EXERCISE DIRECTIONS >> The word "Mutex" marks the lines you need; copy each of them from the data.

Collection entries
== == ==
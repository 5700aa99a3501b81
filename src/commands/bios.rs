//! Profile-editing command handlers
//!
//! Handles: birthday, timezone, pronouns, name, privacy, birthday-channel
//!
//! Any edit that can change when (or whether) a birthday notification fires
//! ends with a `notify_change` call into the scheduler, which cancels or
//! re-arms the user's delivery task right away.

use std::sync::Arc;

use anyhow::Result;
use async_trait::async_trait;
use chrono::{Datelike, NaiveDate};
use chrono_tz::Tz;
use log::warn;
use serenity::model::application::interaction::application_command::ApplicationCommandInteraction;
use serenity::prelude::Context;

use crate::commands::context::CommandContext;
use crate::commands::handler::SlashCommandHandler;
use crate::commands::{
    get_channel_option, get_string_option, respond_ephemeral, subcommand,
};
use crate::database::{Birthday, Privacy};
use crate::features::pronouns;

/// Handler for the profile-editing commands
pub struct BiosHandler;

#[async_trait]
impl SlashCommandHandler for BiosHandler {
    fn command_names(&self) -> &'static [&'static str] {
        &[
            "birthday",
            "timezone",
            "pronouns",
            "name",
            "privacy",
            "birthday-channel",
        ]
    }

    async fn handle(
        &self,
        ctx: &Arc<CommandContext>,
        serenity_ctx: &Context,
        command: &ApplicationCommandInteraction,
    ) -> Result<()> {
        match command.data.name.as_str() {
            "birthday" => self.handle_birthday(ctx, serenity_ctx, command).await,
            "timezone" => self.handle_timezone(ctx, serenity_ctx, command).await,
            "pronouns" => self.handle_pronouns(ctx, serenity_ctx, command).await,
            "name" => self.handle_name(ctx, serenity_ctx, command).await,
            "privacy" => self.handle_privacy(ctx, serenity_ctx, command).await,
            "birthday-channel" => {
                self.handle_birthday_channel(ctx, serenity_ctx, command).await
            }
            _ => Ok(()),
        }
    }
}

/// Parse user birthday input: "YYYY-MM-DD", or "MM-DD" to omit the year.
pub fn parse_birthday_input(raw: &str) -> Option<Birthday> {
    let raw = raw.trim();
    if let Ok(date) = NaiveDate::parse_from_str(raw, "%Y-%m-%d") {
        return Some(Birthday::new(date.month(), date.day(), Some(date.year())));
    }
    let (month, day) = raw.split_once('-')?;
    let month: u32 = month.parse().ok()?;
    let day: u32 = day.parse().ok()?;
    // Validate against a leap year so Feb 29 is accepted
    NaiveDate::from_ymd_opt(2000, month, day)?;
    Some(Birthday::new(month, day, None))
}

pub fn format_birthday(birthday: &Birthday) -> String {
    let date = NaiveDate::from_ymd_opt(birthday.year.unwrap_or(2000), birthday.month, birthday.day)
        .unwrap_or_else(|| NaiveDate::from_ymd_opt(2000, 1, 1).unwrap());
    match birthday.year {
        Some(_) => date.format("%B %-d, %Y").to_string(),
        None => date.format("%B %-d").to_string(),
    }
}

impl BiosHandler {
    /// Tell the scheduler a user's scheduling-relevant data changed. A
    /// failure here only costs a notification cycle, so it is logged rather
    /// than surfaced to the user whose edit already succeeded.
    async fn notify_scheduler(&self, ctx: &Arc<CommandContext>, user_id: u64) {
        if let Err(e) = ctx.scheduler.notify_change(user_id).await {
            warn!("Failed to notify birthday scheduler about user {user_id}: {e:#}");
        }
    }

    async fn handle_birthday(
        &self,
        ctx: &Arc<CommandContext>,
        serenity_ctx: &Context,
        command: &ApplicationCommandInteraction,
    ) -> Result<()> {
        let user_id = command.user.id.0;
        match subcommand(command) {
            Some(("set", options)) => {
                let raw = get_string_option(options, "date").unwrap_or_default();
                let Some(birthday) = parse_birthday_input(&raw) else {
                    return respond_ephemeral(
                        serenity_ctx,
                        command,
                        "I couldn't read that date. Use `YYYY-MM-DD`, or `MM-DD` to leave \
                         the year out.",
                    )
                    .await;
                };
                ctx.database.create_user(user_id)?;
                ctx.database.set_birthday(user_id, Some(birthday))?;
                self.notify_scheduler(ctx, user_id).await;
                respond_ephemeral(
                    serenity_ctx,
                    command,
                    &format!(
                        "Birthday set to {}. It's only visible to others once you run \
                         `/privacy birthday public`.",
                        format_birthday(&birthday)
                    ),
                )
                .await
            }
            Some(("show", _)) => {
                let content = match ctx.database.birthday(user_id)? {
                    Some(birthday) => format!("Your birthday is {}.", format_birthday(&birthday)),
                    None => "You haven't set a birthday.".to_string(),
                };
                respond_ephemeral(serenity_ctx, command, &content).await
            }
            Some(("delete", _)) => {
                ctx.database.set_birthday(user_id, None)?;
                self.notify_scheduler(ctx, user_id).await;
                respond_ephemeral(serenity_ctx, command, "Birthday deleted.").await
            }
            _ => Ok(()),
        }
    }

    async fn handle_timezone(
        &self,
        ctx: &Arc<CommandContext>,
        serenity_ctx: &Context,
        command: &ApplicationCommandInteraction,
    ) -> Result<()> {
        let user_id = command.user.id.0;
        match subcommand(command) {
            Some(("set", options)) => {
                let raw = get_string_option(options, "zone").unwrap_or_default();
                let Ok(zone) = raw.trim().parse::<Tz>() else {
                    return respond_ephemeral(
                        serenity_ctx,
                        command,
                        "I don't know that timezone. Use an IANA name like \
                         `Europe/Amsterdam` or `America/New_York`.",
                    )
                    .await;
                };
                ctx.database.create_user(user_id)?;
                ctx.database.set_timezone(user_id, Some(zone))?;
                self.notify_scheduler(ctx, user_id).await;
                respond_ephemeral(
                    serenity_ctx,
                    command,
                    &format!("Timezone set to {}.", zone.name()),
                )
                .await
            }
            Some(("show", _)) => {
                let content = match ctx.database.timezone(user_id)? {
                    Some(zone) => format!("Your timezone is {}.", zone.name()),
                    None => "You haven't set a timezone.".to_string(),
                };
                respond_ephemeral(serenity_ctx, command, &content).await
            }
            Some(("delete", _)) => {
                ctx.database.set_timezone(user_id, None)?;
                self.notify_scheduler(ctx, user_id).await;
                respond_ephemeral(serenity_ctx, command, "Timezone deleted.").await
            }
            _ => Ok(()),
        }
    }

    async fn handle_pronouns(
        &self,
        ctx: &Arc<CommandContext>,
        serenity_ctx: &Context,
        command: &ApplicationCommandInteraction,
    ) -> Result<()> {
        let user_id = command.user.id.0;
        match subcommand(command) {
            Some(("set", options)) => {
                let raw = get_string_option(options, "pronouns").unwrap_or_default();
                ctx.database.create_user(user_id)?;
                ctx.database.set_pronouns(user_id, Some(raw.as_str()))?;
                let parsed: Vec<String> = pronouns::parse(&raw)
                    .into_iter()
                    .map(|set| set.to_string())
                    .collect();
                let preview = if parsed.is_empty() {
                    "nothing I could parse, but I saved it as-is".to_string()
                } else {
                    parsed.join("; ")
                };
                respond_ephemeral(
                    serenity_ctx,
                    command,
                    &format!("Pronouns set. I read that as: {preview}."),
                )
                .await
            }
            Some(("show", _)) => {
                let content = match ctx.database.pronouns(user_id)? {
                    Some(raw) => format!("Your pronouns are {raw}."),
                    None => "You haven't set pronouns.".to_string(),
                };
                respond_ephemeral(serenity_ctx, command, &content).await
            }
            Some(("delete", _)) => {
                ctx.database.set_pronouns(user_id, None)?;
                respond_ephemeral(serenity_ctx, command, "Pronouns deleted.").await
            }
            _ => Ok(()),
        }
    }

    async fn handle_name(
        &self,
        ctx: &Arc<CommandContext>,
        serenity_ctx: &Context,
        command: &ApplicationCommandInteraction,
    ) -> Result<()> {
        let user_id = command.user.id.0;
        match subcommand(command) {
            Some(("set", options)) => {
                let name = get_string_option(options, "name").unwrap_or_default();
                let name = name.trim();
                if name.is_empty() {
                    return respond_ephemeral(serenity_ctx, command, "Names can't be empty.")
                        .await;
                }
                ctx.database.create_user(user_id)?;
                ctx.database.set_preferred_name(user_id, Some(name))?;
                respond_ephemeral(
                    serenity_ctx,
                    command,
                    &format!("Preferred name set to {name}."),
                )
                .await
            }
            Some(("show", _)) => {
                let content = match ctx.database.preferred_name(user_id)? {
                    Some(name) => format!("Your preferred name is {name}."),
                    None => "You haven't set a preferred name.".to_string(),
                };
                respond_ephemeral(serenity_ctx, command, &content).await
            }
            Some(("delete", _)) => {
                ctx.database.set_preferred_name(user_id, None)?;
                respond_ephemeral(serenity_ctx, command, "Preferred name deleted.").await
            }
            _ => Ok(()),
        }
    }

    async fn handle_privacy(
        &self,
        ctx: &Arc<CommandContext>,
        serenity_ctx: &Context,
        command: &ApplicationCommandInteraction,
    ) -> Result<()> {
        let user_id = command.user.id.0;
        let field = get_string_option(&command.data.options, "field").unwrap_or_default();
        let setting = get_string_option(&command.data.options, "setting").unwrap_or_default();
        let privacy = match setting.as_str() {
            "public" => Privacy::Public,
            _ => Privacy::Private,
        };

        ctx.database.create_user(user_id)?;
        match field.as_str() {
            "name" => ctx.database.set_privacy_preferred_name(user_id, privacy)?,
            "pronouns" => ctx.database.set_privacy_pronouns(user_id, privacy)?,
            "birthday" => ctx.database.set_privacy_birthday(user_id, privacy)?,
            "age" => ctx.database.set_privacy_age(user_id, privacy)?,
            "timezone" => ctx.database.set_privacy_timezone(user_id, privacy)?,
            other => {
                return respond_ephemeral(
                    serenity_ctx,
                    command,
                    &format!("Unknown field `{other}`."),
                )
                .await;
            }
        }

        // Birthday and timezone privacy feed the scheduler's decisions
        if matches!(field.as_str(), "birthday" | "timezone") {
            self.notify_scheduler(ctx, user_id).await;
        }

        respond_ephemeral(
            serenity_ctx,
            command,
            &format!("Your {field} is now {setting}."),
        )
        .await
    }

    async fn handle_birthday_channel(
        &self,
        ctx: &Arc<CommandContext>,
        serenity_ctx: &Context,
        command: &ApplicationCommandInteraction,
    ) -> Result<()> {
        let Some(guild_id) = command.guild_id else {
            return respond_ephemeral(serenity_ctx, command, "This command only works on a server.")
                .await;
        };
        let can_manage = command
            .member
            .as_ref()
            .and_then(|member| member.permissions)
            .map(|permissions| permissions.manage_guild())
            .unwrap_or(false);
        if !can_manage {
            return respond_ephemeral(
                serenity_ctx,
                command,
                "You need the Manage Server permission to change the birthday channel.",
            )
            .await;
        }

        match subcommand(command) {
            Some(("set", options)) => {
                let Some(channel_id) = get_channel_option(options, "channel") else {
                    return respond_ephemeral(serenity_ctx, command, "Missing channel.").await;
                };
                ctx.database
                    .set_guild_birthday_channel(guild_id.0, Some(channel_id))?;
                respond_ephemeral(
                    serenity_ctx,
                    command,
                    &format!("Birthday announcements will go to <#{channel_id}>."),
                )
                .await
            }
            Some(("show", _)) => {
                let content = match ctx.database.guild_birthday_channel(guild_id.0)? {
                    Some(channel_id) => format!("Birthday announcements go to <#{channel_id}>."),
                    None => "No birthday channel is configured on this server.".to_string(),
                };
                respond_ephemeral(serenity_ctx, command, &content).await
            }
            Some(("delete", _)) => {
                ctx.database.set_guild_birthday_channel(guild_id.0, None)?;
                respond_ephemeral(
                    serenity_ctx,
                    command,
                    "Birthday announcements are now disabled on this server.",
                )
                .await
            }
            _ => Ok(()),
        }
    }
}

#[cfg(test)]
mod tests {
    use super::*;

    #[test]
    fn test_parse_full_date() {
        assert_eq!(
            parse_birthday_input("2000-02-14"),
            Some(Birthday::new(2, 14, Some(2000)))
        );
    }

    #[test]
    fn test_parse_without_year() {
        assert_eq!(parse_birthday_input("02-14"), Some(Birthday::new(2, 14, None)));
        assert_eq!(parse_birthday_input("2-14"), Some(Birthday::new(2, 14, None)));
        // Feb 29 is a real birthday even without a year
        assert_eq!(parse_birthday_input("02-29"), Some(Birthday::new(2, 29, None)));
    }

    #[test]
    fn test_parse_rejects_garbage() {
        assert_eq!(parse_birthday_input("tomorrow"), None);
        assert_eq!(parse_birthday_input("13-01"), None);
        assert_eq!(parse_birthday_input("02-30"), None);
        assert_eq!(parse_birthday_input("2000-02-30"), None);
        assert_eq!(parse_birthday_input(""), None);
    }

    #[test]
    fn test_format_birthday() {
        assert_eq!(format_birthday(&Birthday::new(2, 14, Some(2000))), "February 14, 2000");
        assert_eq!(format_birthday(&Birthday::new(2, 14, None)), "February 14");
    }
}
== == ==
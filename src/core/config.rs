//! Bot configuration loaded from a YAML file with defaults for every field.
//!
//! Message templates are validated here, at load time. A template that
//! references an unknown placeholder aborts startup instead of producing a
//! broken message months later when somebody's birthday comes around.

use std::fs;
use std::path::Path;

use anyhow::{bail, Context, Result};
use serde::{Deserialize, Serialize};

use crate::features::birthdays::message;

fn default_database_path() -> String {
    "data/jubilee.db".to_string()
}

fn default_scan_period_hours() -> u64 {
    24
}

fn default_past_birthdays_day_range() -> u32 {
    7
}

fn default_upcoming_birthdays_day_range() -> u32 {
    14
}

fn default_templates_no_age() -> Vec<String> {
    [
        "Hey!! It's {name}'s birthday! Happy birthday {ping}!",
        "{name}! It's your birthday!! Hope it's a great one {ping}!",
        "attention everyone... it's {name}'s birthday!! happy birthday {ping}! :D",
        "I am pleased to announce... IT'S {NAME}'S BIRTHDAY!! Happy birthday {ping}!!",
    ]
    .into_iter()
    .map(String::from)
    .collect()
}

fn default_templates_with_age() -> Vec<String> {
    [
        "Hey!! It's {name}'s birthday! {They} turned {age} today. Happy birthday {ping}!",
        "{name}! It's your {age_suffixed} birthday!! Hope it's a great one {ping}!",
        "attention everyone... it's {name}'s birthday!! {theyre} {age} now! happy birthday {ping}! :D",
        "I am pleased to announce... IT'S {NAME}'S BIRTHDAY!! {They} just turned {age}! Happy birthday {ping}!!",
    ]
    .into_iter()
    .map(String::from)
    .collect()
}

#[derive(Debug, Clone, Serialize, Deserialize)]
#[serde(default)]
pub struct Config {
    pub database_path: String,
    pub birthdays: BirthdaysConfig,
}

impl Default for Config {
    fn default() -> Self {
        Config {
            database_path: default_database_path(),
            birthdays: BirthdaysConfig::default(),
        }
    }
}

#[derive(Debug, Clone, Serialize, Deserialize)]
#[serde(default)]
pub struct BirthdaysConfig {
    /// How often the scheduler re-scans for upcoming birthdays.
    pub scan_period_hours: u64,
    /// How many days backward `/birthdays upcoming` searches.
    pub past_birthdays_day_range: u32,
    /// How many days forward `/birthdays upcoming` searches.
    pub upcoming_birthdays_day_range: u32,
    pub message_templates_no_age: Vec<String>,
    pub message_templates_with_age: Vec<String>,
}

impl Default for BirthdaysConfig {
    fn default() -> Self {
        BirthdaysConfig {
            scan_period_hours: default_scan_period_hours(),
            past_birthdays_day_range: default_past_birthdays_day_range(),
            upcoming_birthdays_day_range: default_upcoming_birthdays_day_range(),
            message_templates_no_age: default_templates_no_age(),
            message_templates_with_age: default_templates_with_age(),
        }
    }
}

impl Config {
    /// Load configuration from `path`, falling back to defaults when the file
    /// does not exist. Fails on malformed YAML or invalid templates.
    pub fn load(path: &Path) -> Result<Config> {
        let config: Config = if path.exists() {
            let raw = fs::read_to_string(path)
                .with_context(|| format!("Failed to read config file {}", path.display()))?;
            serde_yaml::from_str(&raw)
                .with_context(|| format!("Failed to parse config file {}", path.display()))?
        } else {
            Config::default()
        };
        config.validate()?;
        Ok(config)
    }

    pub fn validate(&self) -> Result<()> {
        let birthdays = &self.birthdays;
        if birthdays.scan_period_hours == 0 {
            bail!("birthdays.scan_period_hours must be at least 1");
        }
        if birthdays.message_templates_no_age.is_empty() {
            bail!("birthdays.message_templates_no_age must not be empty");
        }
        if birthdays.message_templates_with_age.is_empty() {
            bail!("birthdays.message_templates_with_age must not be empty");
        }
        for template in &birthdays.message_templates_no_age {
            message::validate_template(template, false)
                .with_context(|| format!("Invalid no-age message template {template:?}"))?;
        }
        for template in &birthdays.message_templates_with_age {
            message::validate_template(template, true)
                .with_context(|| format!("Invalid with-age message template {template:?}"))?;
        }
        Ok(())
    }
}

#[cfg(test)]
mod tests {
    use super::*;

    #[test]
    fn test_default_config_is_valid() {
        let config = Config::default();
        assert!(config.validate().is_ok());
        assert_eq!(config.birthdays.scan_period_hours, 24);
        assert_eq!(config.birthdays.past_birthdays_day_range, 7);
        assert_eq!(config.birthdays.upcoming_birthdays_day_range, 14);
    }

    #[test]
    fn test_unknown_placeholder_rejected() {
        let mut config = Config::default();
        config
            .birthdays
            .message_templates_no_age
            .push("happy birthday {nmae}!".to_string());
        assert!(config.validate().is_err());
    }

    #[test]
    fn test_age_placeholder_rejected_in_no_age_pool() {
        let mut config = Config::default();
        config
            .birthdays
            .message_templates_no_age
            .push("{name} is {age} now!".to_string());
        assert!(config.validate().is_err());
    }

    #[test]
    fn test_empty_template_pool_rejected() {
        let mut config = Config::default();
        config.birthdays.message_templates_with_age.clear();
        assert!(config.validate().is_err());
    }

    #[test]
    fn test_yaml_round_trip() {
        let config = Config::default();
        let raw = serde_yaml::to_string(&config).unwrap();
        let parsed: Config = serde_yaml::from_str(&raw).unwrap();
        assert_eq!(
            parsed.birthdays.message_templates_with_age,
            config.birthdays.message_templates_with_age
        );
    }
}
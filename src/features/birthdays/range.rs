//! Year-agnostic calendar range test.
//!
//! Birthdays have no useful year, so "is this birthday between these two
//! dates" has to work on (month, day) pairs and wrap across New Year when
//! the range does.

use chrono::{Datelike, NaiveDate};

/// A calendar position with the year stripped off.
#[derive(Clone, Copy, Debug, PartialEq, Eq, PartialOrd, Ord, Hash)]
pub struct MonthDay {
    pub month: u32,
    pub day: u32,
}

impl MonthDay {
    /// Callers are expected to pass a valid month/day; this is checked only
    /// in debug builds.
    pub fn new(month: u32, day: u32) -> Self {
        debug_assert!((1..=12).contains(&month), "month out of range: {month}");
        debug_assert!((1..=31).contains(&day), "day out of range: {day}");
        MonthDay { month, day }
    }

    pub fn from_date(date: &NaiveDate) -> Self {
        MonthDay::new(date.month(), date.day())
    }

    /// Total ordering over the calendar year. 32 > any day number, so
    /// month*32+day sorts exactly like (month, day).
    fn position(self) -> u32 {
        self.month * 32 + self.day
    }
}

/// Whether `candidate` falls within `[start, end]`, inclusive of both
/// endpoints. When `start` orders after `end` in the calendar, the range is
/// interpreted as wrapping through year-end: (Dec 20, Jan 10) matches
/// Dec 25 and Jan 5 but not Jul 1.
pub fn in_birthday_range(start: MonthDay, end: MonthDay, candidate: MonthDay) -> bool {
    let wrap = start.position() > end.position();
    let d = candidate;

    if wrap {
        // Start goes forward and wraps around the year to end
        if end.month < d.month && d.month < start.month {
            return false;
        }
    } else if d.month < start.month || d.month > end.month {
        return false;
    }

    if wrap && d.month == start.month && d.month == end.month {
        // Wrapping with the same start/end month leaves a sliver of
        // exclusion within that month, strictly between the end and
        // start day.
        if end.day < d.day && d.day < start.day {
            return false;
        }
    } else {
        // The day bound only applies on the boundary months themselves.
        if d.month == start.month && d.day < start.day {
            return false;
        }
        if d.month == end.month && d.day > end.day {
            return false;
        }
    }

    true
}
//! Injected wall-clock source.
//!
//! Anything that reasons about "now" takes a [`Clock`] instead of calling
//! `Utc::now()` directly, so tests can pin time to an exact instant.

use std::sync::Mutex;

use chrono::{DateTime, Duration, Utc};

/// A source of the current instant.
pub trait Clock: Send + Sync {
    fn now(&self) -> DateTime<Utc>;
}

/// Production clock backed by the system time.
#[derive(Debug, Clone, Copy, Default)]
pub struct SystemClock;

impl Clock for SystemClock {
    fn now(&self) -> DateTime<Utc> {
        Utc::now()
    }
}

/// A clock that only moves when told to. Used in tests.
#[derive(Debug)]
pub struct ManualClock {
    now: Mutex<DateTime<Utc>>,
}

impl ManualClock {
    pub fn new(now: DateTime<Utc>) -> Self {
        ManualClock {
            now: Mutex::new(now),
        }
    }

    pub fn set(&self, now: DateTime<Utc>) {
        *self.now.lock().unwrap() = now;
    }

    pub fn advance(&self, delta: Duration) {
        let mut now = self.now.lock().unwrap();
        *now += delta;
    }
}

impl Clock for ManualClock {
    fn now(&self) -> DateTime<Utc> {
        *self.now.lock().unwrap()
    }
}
== == ==
TASK RESULT >>
use std::sync::Mutex;
    now: Mutex<DateTime<Utc>>,
            now: Mutex::new(now),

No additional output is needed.